▸ **INSTRUCTIONS TO FOLLOW**: Please write out the data exactly, line by line.
(SOURCE INFORMATION Opens)
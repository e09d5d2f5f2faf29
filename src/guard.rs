//! Access Guard
//!
//! Binds every task operation to the authenticated owner of the request.
//! Anonymous requests fail with `AuthenticationRequired`; operations on
//! another owner's task fail with `NotFound`, exactly as if it did not exist.

use crate::domain::{DomainError, DomainResult, Owner, Task, TaskDraft};
use crate::repository::{
    OwnedRepository, ReorderOutcome, SearchableRepository, TaskPositioningOperations,
    TaskRepository, TaskSearchOperations,
};

/// Identity of the current request, as supplied by the session provider
#[derive(Debug, Clone, Default, PartialEq, Eq)]
pub struct Session {
    owner: Option<Owner>,
}

impl Session {
    pub fn anonymous() -> Self {
        Self { owner: None }
    }

    pub fn authenticated(owner: Owner) -> Self {
        Self { owner: Some(owner) }
    }

    pub fn owner(&self) -> Option<&Owner> {
        self.owner.as_ref()
    }
}

pub struct AccessGuard;

impl AccessGuard {
    /// The session's owner, or `AuthenticationRequired` naming `requested_path`
    pub fn require<'a>(session: &'a Session, requested_path: &str) -> DomainResult<&'a Owner> {
        session
            .owner()
            .ok_or_else(|| DomainError::AuthenticationRequired {
                next: requested_path.to_string(),
            })
    }

    /// Task operations bound to the session's owner
    pub fn scope<'a>(
        session: &'a Session,
        requested_path: &str,
        tasks: &'a TaskRepository,
    ) -> DomainResult<OwnerScope<'a>> {
        let owner = Self::require(session, requested_path)?;
        Ok(OwnerScope { owner, tasks })
    }
}

/// The task store as seen by one owner
pub struct OwnerScope<'a> {
    owner: &'a Owner,
    tasks: &'a TaskRepository,
}

impl<'a> OwnerScope<'a> {
    pub fn owner(&self) -> &'a Owner {
        self.owner
    }

    pub async fn list(&self) -> DomainResult<Vec<Task>> {
        self.tasks.list(self.owner.id).await
    }

    pub async fn search(&self, query: &str) -> DomainResult<Vec<Task>> {
        self.tasks.search(self.owner.id, query).await
    }

    pub async fn count_incomplete(&self) -> DomainResult<usize> {
        self.tasks.count_incomplete(self.owner.id).await
    }

    pub async fn find(&self, id: u32) -> DomainResult<Task> {
        self.tasks.find(self.owner.id, id).await
    }

    pub async fn create(&self, draft: &TaskDraft) -> DomainResult<Task> {
        self.tasks.create(self.owner.id, draft).await
    }

    pub async fn update(&self, id: u32, draft: &TaskDraft) -> DomainResult<Task> {
        self.tasks.update(self.owner.id, id, draft).await
    }

    pub async fn delete(&self, id: u32) -> DomainResult<()> {
        self.tasks.delete(self.owner.id, id).await
    }

    pub async fn reorder(&self, ids: &[u32]) -> DomainResult<ReorderOutcome> {
        self.tasks.reorder(self.owner.id, ids).await
    }

    /// Reorder, then renumber densely, in one transaction
    pub async fn reorder_dense(&self, ids: &[u32]) -> DomainResult<ReorderOutcome> {
        self.tasks.reorder_dense(self.owner.id, ids).await
    }
}
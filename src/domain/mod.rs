//! Domain Layer
//!
//! Contains all domain entities and core abstractions.
//! This layer has no storage or transport dependencies.

mod entity;
mod owner;
mod task;

pub use entity::{DomainError, DomainResult, Entity, Owned};
pub use owner::Owner;
pub use task::{Task, TaskDraft};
(SOURCE INFORMATION Closes)
▸ **RESPONSE TO THIS TASK**:
repository e09d5d2f5f2faf29
filename src/guard.rs
//! Access Guard
//!
//! Binds every task operation to the authenticated owner of the request.
//! Anonymous requests fail with `AuthenticationRequired`; operations on
//! another owner's task fail with `NotFound`, exactly as if it did not exist.

use crate::domain::{DomainError, DomainResult, Owner, Task, TaskDraft};
use crate::repository::{
    OwnedRepository, ReorderOutcome, SearchableRepository, TaskPositioningOperations,
    TaskRepository, TaskSearchOperations,
};

/// Identity of the current request, as supplied by the session provider
#[derive(Debug, Clone, Default, PartialEq, Eq)]
pub struct Session {
    owner: Option<Owner>,
}

impl Session {
    pub fn anonymous() -> Self {
        Self { owner: None }
    }

    pub fn authenticated(owner: Owner) -> Self {
        Self { owner: Some(owner) }
    }

    pub fn owner(&self) -> Option<&Owner> {
        self.owner.as_ref()
    }
}

pub struct AccessGuard;

impl AccessGuard {
    /// The session's owner, or `AuthenticationRequired` naming `requested_path`
    pub fn require<'a>(session: &'a Session, requested_path: &str) -> DomainResult<&'a Owner> {
        session
            .owner()
            .ok_or_else(|| DomainError::AuthenticationRequired {
                next: requested_path.to_string(),
            })
    }

    /// Task operations bound to the session's owner
    pub fn scope<'a>(
        session: &'a Session,
        requested_path: &str,
        tasks: &'a TaskRepository,
    ) -> DomainResult<OwnerScope<'a>> {
        let owner = Self::require(session, requested_path)?;
        Ok(OwnerScope { owner, tasks })
    }
}

/// The task store as seen by one owner
pub struct OwnerScope<'a> {
    owner: &'a Owner,
    tasks: &'a TaskRepository,
}

impl<'a> OwnerScope<'a> {
    pub fn owner(&self) -> &'a Owner {
        self.owner
    }

    pub async fn list(&self) -> DomainResult<Vec<Task>> {
        self.tasks.list(self.owner.id).await
    }

    pub async fn search(&self, query: &str) -> DomainResult<Vec<Task>> {
        self.tasks.search(self.owner.id, query).await
    }

    pub async fn count_incomplete(&self) -> DomainResult<usize> {
        self.tasks.count_incomplete(self.owner.id).await
    }

    pub async fn find(&self, id: u32) -> DomainResult<Task> {
        self.tasks.find(self.owner.id, id).await
    }

    pub async fn create(&self, draft: &TaskDraft) -> DomainResult<Task> {
        self.tasks.create(self.owner.id, draft).await
    }

    pub async fn update(&self, id: u32, draft: &TaskDraft) -> DomainResult<Task> {
        self.tasks.update(self.owner.id, id, draft).await
    }

    pub async fn delete(&self, id: u32) -> DomainResult<()> {
        self.tasks.delete(self.owner.id, id).await
    }

    pub async fn reorder(&self, ids: &[u32]) -> DomainResult<ReorderOutcome> {
        self.tasks.reorder(self.owner.id, ids).await
    }

    /// Reorder, then renumber densely, in one transaction
    pub async fn reorder_dense(&self, ids: &[u32]) -> DomainResult<ReorderOutcome> {
        self.tasks.reorder_dense(self.owner.id, ids).await
    }
}
filename src/domain/mod.rs
//! Domain Layer
//!
//! Contains all domain entities and core abstractions.
//! This layer has no storage or transport dependencies.

mod entity;
mod owner;
mod task;

pub use entity::{DomainError, DomainResult, Entity, Owned};
pub use owner::Owner;
pub use task::{Task, TaskDraft};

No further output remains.